[BRIEF]: Your output must match the data word for word, with every line included.

[DATA FOR PROCESSING]:
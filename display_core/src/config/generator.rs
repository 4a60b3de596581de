//! Default display-configuration generation.

use entity_graph::{Entity, Graph};

use super::{palette, DisplayConfig, DisplayEntry, RenderingConfig};

/// Extend a configuration so every type and tag present in the graph has an
/// entry, without touching entries that already exist.
///
/// New entries are visible and get a palette color. Calling this again with
/// the result as the starter is a no-op.
pub fn generate_default_config(graph: &Graph, starter: Option<RenderingConfig>) -> RenderingConfig {
    let mut config = starter.unwrap_or_default();
    let mut created = 0usize;

    for node in graph.nodes() {
        created += ensure_key(&mut config.node_types, node.entity_type());
        for tag in node.tags() {
            created += ensure_key(&mut config.node_tags, tag);
        }
    }
    for edge in graph.edges() {
        created += ensure_key(&mut config.edge_types, edge.entity_type());
        for tag in edge.tags() {
            created += ensure_key(&mut config.edge_tags, tag);
        }
    }

    if created > 0 {
        log::debug!("created {created} default display entries");
    }
    config
}

/// Untyped entities resolve through the sentinel, not a config entry.
fn ensure_key(config: &mut DisplayConfig, key: &str) -> usize {
    if key.is_empty() {
        return 0;
    }
    usize::from(config.ensure(key, || DisplayEntry::new(palette::color_for(key), true)))
}

#[cfg(test)]
mod tests {
    use super::*;
    use crate::config::palette::in_palette;
    use entity_graph::{Edge, Node};

    fn sample_graph() -> Graph {
        let mut graph = Graph::new();
        graph
            .add_node(Node::new("n1").with_type("Person").with_tag("friendly"))
            .expect("fresh id");
        graph
            .add_node(Node::new("n2").with_type("Place").with_tags(["friendly", "remote"]))
            .expect("fresh id");
        graph
            .add_edge(Edge::new("e1", "n1", "n2").with_type("visits").with_tag("travel"))
            .expect("valid edge");
        graph
    }

    #[test]
    fn test_every_key_gets_an_entry() {
        let config = generate_default_config(&sample_graph(), None);

        for key in ["Person", "Place"] {
            let entry = config.node_types.get(key).expect("node type entry");
            assert!(entry.visible);
            assert!(in_palette(&entry.color));
        }
        for key in ["friendly", "remote"] {
            assert!(config.node_tags.contains(key));
        }
        assert!(config.edge_types.contains("visits"));
        assert!(config.edge_tags.contains("travel"));
    }

    #[test]
    fn test_existing_entries_survive() {
        let mut starter = RenderingConfig::new();
        starter.node_types.set("Person", DisplayEntry::new("black", false));

        let config = generate_default_config(&sample_graph(), Some(starter));

        let entry = config.node_types.get("Person").expect("starter entry");
        assert_eq!(entry.color, "black");
        assert!(!entry.visible);
        assert!(config.node_types.contains("Place"));
    }

    #[test]
    fn test_generation_is_idempotent() {
        let graph = sample_graph();
        let first = generate_default_config(&graph, None);
        let second = generate_default_config(&graph, Some(first.clone()));

        assert_eq!(first, second);
    }

    #[test]
    fn test_generated_config_drives_resolution() {
        use crate::config::{color_by_type, edge_visible, DisplayMode};
        use entity_graph::Entity;

        let mut graph = Graph::new();
        graph.add_node(Node::new("n1").with_type("Foo")).expect("fresh id");
        graph.add_node(Node::new("n2").with_type("Bar")).expect("fresh id");
        graph
            .add_edge(Edge::new("e1", "n1", "n2").with_type("rel"))
            .expect("valid edge");

        let mut config = generate_default_config(&graph, None);

        let n1 = graph.node("n1").expect("node");
        let assigned = config.node_types.get("Foo").expect("generated entry").color.clone();
        assert_eq!(color_by_type(n1, &config.node_types), assigned);

        let e1 = graph.edge("e1").expect("edge");
        assert!(edge_visible(e1, &graph, &config, DisplayMode::Type));

        // Hiding the source's type hides the edge even though its own
        // entry stays visible.
        config.node_types.set_visible("Foo", false);
        assert!(config.edge_types.get("rel").expect("generated entry").visible);
        assert!(!edge_visible(e1, &graph, &config, DisplayMode::Type));
    }

    #[test]
    fn test_untyped_entities_create_no_entry() {
        let mut graph = Graph::new();
        graph.add_node(Node::new("n1")).expect("fresh id");

        let config = generate_default_config(&graph, None);
        assert!(config.node_types.is_empty());
    }
}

[ANSWER BELOW]:
filename display_core/src/config/generator.rs
repository 4a60b3de596581de
//! Default display-configuration generation.

use entity_graph::{Entity, Graph};

use super::{palette, DisplayConfig, DisplayEntry, RenderingConfig};

/// Extend a configuration so every type and tag present in the graph has an
/// entry, without touching entries that already exist.
///
/// New entries are visible and get a palette color. Calling this again with
/// the result as the starter is a no-op.
pub fn generate_default_config(graph: &Graph, starter: Option<RenderingConfig>) -> RenderingConfig {
    let mut config = starter.unwrap_or_default();
    let mut created = 0usize;

    for node in graph.nodes() {
        created += ensure_key(&mut config.node_types, node.entity_type());
        for tag in node.tags() {
            created += ensure_key(&mut config.node_tags, tag);
        }
    }
    for edge in graph.edges() {
        created += ensure_key(&mut config.edge_types, edge.entity_type());
        for tag in edge.tags() {
            created += ensure_key(&mut config.edge_tags, tag);
        }
    }

    if created > 0 {
        log::debug!("created {created} default display entries");
    }
    config
}

/// Untyped entities resolve through the sentinel, not a config entry.
fn ensure_key(config: &mut DisplayConfig, key: &str) -> usize {
    if key.is_empty() {
        return 0;
    }
    usize::from(config.ensure(key, || DisplayEntry::new(palette::color_for(key), true)))
}

#[cfg(test)]
mod tests {
    use super::*;
    use crate::config::palette::in_palette;
    use entity_graph::{Edge, Node};

    fn sample_graph() -> Graph {
        let mut graph = Graph::new();
        graph
            .add_node(Node::new("n1").with_type("Person").with_tag("friendly"))
            .expect("fresh id");
        graph
            .add_node(Node::new("n2").with_type("Place").with_tags(["friendly", "remote"]))
            .expect("fresh id");
        graph
            .add_edge(Edge::new("e1", "n1", "n2").with_type("visits").with_tag("travel"))
            .expect("valid edge");
        graph
    }

    #[test]
    fn test_every_key_gets_an_entry() {
        let config = generate_default_config(&sample_graph(), None);

        for key in ["Person", "Place"] {
            let entry = config.node_types.get(key).expect("node type entry");
            assert!(entry.visible);
            assert!(in_palette(&entry.color));
        }
        for key in ["friendly", "remote"] {
            assert!(config.node_tags.contains(key));
        }
        assert!(config.edge_types.contains("visits"));
        assert!(config.edge_tags.contains("travel"));
    }

    #[test]
    fn test_existing_entries_survive() {
        let mut starter = RenderingConfig::new();
        starter.node_types.set("Person", DisplayEntry::new("black", false));

        let config = generate_default_config(&sample_graph(), Some(starter));

        let entry = config.node_types.get("Person").expect("starter entry");
        assert_eq!(entry.color, "black");
        assert!(!entry.visible);
        assert!(config.node_types.contains("Place"));
    }

    #[test]
    fn test_generation_is_idempotent() {
        let graph = sample_graph();
        let first = generate_default_config(&graph, None);
        let second = generate_default_config(&graph, Some(first.clone()));

        assert_eq!(first, second);
    }

    #[test]
    fn test_generated_config_drives_resolution() {
        use crate::config::{color_by_type, edge_visible, DisplayMode};
        use entity_graph::Entity;

        let mut graph = Graph::new();
        graph.add_node(Node::new("n1").with_type("Foo")).expect("fresh id");
        graph.add_node(Node::new("n2").with_type("Bar")).expect("fresh id");
        graph
            .add_edge(Edge::new("e1", "n1", "n2").with_type("rel"))
            .expect("valid edge");

        let mut config = generate_default_config(&graph, None);

        let n1 = graph.node("n1").expect("node");
        let assigned = config.node_types.get("Foo").expect("generated entry").color.clone();
        assert_eq!(color_by_type(n1, &config.node_types), assigned);

        let e1 = graph.edge("e1").expect("edge");
        assert!(edge_visible(e1, &graph, &config, DisplayMode::Type));

        // Hiding the source's type hides the edge even though its own
        // entry stays visible.
        config.node_types.set_visible("Foo", false);
        assert!(config.edge_types.get("rel").expect("generated entry").visible);
        assert!(!edge_visible(e1, &graph, &config, DisplayMode::Type));
    }

    #[test]
    fn test_untyped_entities_create_no_entry() {
        let mut graph = Graph::new();
        graph.add_node(Node::new("n1")).expect("fresh id");

        let config = generate_default_config(&graph, None);
        assert!(config.node_types.is_empty());
    }
}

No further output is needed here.